Jonson also painted miniatures in oil on copper, some of which were reduced copies of larger paintings. He was at his best when working on a fairly small scale, showing a sensitive gift for characterization. He painted in a straightforward but sensitive Dutch manner. After 1632 he came under van Dyck's influence, but in Holland he adopted a more Dutch manner, closer to that of Miereveld.
In 1622 he married Elizabeth Beck [Beek, Beke] of Colchester, a woman of Dutch origin who bore him two sons. The couple are portrayed with their son, Cornelis Jonson van Ceulen the Younger, in a portrait by Adriaen Hanneman (c. 1637; Enschede, Rijksmuseum Twenthe).

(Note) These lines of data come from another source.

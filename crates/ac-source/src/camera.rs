// Caméra via ffmpeg en subprocess (std::process::Command), sans dépendance
// système à la compilation. Prérequis : `ffmpeg` et `ffprobe` dans PATH.
//
// Architecture :
//   - `probe_camera`      : interroge ffprobe pour obtenir width/height/fps natifs
//   - `spawn_ffmpeg_pipe` : lance ffmpeg → flux raw RGBA sur stdout
//   - `reader_loop`       : thread dédié, lit les frames et les pousse dans un canal borné
//   - `drain_stderr`      : thread dédié, vide stderr en continu (pipe jamais plein)
//   - `FfmpegCamera`      : implémente `VideoSource`, possède le process et le thread

use std::collections::VecDeque;
use std::io::{BufRead, BufReader, Read};
use std::process::{Child, ChildStdout, Command, Stdio};
use std::thread::{self, JoinHandle};
use std::time::Duration;

use ac_core::config::CameraConfig;
use ac_core::error::{CameraFailure, CoreError};
use ac_core::frame::FrameBuffer;
use ac_core::traits::{StreamInfo, VideoSource};
use anyhow::Result;
use flume::{Receiver, Sender};

/// Capacité du canal de frames. Le render loop ne garde que la plus récente.
const FRAME_CHANNEL_CAP: usize = 2;

/// Délai max d'attente de la première frame dans `acquire`.
const FIRST_FRAME_TIMEOUT: Duration = Duration::from_secs(5);

/// Lignes stderr gardées pour classer un échec d'ouverture.
const STDERR_TAIL_LINES: usize = 16;

/// Arguments d'entrée ffmpeg pour le périphérique, selon l'OS.
///
/// `device` est un index ("0") ou un chemin/nom explicite.
///
/// # Example
/// ```
/// use ac_source::camera::input_args;
/// let args = input_args("linux", "2", 640, 480);
/// assert_eq!(args, ["-f", "v4l2", "-video_size", "640x480", "-i", "/dev/video2"]);
/// ```
#[must_use]
pub fn input_args(os: &str, device: &str, width: u32, height: u32) -> Vec<String> {
    let size = format!("{width}x{height}");
    let is_index = !device.is_empty() && device.chars().all(|c| c.is_ascii_digit());
    let (format, input) = match os {
        "macos" => ("avfoundation", device.to_string()),
        "windows" => {
            let input = if is_index {
                // dshow n'accepte que des noms ; l'index sert de repli documenté.
                format!("video={device}")
            } else if device.starts_with("video=") {
                device.to_string()
            } else {
                format!("video={device}")
            };
            ("dshow", input)
        }
        _ => {
            let input = if is_index {
                format!("/dev/video{device}")
            } else {
                device.to_string()
            };
            ("v4l2", input)
        }
    };
    vec![
        "-f".into(),
        format.into(),
        "-video_size".into(),
        size,
        "-i".into(),
        input,
    ]
}

/// Extrait `(width, height, fps)` de la sortie `default=noprint_wrappers=1` de ffprobe.
///
/// # Example
/// ```
/// use ac_source::camera::parse_probe_output;
/// let info = parse_probe_output("width=1280\nheight=720\nr_frame_rate=30000/1001\n").unwrap();
/// assert_eq!((info.width, info.height, info.fps), (1280, 720, 30));
/// assert!(parse_probe_output("").is_none());
/// ```
#[must_use]
pub fn parse_probe_output(text: &str) -> Option<StreamInfo> {
    let mut width: u32 = 0;
    let mut height: u32 = 0;
    let mut fps: f64 = 0.0;

    for line in text.lines() {
        if let Some(val) = line.strip_prefix("width=") {
            width = val.trim().parse().unwrap_or(0);
        } else if let Some(val) = line.strip_prefix("height=") {
            height = val.trim().parse().unwrap_or(0);
        } else if let Some(val) = line.strip_prefix("r_frame_rate=") {
            // Format: "30/1" ou "30000/1001"
            let mut parts = val.trim().splitn(2, '/');
            let num: f64 = parts.next().and_then(|s| s.parse().ok()).unwrap_or(0.0);
            let den: f64 = parts.next().and_then(|s| s.parse().ok()).unwrap_or(1.0);
            if den > 0.0 {
                fps = num / den;
            }
        }
    }

    (width > 0 && height > 0).then_some(StreamInfo {
        width,
        height,
        fps: fps.round().clamp(0.0, 240.0) as u32,
    })
}

/// Interroge `ffprobe` sur le périphérique caméra.
///
/// # Errors
/// `CameraUnavailable` si ffprobe est absent, si le périphérique est refusé,
/// occupé, absent, ou ne décrit aucun flux vidéo.
pub fn probe_camera(config: &CameraConfig) -> Result<StreamInfo, CoreError> {
    let mut args: Vec<String> = vec!["-v".into(), "error".into()];
    args.extend(input_args(
        std::env::consts::OS,
        &config.device,
        config.requested_width,
        config.requested_height,
    ));
    args.extend(
        [
            "-select_streams",
            "v:0",
            "-show_entries",
            "stream=width,height,r_frame_rate",
            "-of",
            "default=noprint_wrappers=1",
        ]
        .map(String::from),
    );

    let output = Command::new("ffprobe")
        .args(&args)
        .stdin(Stdio::null())
        .stdout(Stdio::piped())
        .stderr(Stdio::piped())
        .output()
        .map_err(|e| {
            log::warn!("probe_camera: impossible de lancer ffprobe: {e}");
            CoreError::CameraUnavailable(CameraFailure::Other(format!("ffprobe: {e}")))
        })?;

    if !output.status.success() {
        let stderr = String::from_utf8_lossy(&output.stderr);
        return Err(CoreError::CameraUnavailable(CameraFailure::classify(&stderr)));
    }

    let info = parse_probe_output(&String::from_utf8_lossy(&output.stdout))
        .ok_or(CoreError::CameraUnavailable(CameraFailure::NoDevice))?;
    log::info!(
        "probe_camera: {}x{} @ {}fps ({})",
        info.width,
        info.height,
        info.fps,
        config.device
    );
    Ok(info)
}

/// Lance un processus `ffmpeg` qui écrit des frames RGBA brutes sur stdout.
///
/// Chaque frame = `w × h × 4` bytes (RGBA row-major, sans padding).
///
/// # Errors
/// Retourne une erreur si ffmpeg ne peut pas être lancé.
pub fn spawn_ffmpeg_pipe(config: &CameraConfig, info: StreamInfo) -> std::io::Result<Child> {
    let mut args: Vec<String> = vec!["-hide_banner".into(), "-loglevel".into(), "error".into()];
    args.extend(input_args(
        std::env::consts::OS,
        &config.device,
        info.width,
        info.height,
    ));
    args.extend(
        [
            "-an", "-f", "rawvideo", "-pix_fmt", "rgba", "pipe:1",
        ]
        .map(String::from),
    );

    let child = Command::new("ffmpeg")
        .args(&args)
        .stdin(Stdio::null())
        .stdout(Stdio::piped())
        .stderr(Stdio::piped())
        .spawn()?;
    log::debug!("ffmpeg spawné: {}x{} ({})", info.width, info.height, config.device);
    Ok(child)
}

/// Lit exactement `buf.len()` bytes depuis `reader`.
///
/// # Errors
/// Retourne `Ok(true)` si lu avec succès, `Ok(false)` sur EOF avant complétion,
/// `Err` sur erreur I/O fatale.
pub fn read_exact_or_eof<R: Read>(reader: &mut R, buf: &mut [u8]) -> Result<bool> {
    let mut total = 0usize;
    while total < buf.len() {
        match reader.read(&mut buf[total..]) {
            Ok(0) => return Ok(false), // EOF
            Ok(n) => total += n,
            Err(e) if e.kind() == std::io::ErrorKind::Interrupted => {}
            Err(e) => return Err(e.into()),
        }
    }
    Ok(true)
}

/// Lit stderr jusqu'à EOF, log chaque ligne en debug.
///
/// Retourne les `STDERR_TAIL_LINES` dernières lignes non vides.
fn drain_stderr<R: Read>(stderr: R) -> String {
    let mut reader = BufReader::new(stderr);
    let mut tail: VecDeque<String> = VecDeque::with_capacity(STDERR_TAIL_LINES);
    let mut line = Vec::new();
    loop {
        line.clear();
        match reader.read_until(b'\n', &mut line) {
            Ok(0) => break,
            Ok(_) => {
                let text = String::from_utf8_lossy(&line).trim_end().to_string();
                if text.is_empty() {
                    continue;
                }
                log::debug!("ffmpeg: {text}");
                if tail.len() == STDERR_TAIL_LINES {
                    tail.pop_front();
                }
                tail.push_back(text);
            }
            Err(e) if e.kind() == std::io::ErrorKind::Interrupted => {}
            Err(_) => break,
        }
    }
    Vec::from(tail).join("\n")
}

/// Boucle du thread lecteur : stdout ffmpeg → canal de frames.
///
/// Signale l'issue de la première lecture sur `ready_tx` puis s'arrête sur
/// EOF (process tué par `release`) ou quand le récepteur est lâché. Un EOF
/// avant la première frame est classé d'après la fin de stderr.
fn reader_loop(
    mut stdout: ChildStdout,
    stderr_drain: JoinHandle<String>,
    info: StreamInfo,
    frame_tx: &Sender<FrameBuffer>,
    ready_tx: &Sender<Result<(), CameraFailure>>,
) {
    let mut first = true;
    loop {
        let mut fb = FrameBuffer::new(info.width, info.height);
        match read_exact_or_eof(&mut stdout, &mut fb.data) {
            Ok(true) => {
                if first {
                    let _ = ready_tx.send(Ok(()));
                    first = false;
                }
                if frame_tx.send(fb).is_err() {
                    break;
                }
            }
            Ok(false) => {
                if first {
                    // ffmpeg est sorti : stderr est fermé, le join rend la main.
                    let msg = stderr_drain.join().unwrap_or_default();
                    let _ = ready_tx.send(Err(CameraFailure::classify(&msg)));
                }
                log::info!("Thread caméra: EOF, arrêt.");
                break;
            }
            Err(e) => {
                if first {
                    let _ = ready_tx.send(Err(CameraFailure::Other(e.to_string())));
                }
                log::warn!("Thread caméra: erreur lecture pipe: {e}");
                break;
            }
        }
    }
}

/// Caméra pilotée par ffmpeg. Possède le process et le thread lecteur.
///
/// # Example
/// ```no_run
/// use ac_core::config::CameraConfig;
/// use ac_core::traits::VideoSource;
/// use ac_source::camera::FfmpegCamera;
///
/// let mut camera = FfmpegCamera::new(CameraConfig::default());
/// if camera.acquire().is_ok() {
///     let _frame = camera.current_frame();
/// }
/// camera.release();
/// ```
pub struct FfmpegCamera {
    config: CameraConfig,
    child: Option<Child>,
    reader: Option<JoinHandle<()>>,
    frame_rx: Option<Receiver<FrameBuffer>>,
}

impl FfmpegCamera {
    #[must_use]
    pub fn new(config: CameraConfig) -> Self {
        Self {
            config,
            child: None,
            reader: None,
            frame_rx: None,
        }
    }

    fn start(&mut self) -> Result<StreamInfo, CoreError> {
        let info = probe_camera(&self.config)?;

        let mut child = spawn_ffmpeg_pipe(&self.config, info).map_err(|e| {
            CoreError::CameraUnavailable(CameraFailure::Other(format!("ffmpeg: {e}")))
        })?;
        let (Some(stdout), Some(stderr)) = (child.stdout.take(), child.stderr.take()) else {
            let _ = child.kill();
            let _ = child.wait();
            return Err(CoreError::CameraUnavailable(CameraFailure::Other(
                "pipes ffmpeg indisponibles".into(),
            )));
        };
        self.child = Some(child);

        let stderr_drain = thread::Builder::new()
            .name("ac-camera-stderr".to_string())
            .spawn(move || drain_stderr(stderr))
            .map_err(|e| CoreError::CameraUnavailable(CameraFailure::Other(e.to_string())))?;

        let (frame_tx, frame_rx) = flume::bounded(FRAME_CHANNEL_CAP);
        let (ready_tx, ready_rx) = flume::bounded(1);
        let handle = thread::Builder::new()
            .name("ac-camera".to_string())
            .spawn(move || reader_loop(stdout, stderr_drain, info, &frame_tx, &ready_tx))
            .map_err(|e| CoreError::CameraUnavailable(CameraFailure::Other(e.to_string())))?;
        self.reader = Some(handle);
        self.frame_rx = Some(frame_rx);

        match ready_rx.recv_timeout(FIRST_FRAME_TIMEOUT) {
            Ok(Ok(())) => Ok(info),
            Ok(Err(failure)) => Err(CoreError::CameraUnavailable(failure)),
            Err(_) => Err(CoreError::CameraUnavailable(CameraFailure::Other(
                "aucune frame reçue".into(),
            ))),
        }
    }
}

impl VideoSource for FfmpegCamera {
    fn acquire(&mut self) -> Result<StreamInfo, CoreError> {
        self.release();
        let result = self.start();
        if result.is_err() {
            self.release();
        }
        result
    }

    fn current_frame(&mut self) -> Option<FrameBuffer> {
        let rx = self.frame_rx.as_ref()?;
        // Ne garder que la plus récente.
        let mut latest = None;
        while let Ok(frame) = rx.try_recv() {
            latest = Some(frame);
        }
        latest
    }

    fn release(&mut self) {
        // Lâcher le récepteur débloque un `send` en cours côté lecteur.
        self.frame_rx = None;
        if let Some(mut child) = self.child.take() {
            let _ = child.kill();
            let _ = child.wait();
            log::info!("Caméra ffmpeg libérée ({})", self.config.device);
        }
        if let Some(handle) = self.reader.take()
            && handle.join().is_err()
        {
            log::warn!("Thread caméra terminé en panique");
        }
    }

    fn is_acquired(&self) -> bool {
        self.child.is_some()
    }

    fn name(&self) -> &str {
        "ffmpeg"
    }
}

impl Drop for FfmpegCamera {
    fn drop(&mut self) {
        self.release();
    }
}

When the English Civil War began in 1643, Jansen moved to the northern Netherlands, where he helped to popularize van Dyck's airy, liquid touch. He stopped first in Middelburg and later in Amsterdam, The Hague, and finally Utrecht. His half-length and three-quarter-length portraits were notable for their elegance and for his characteristically precise rendering of his sitter's features and clothing.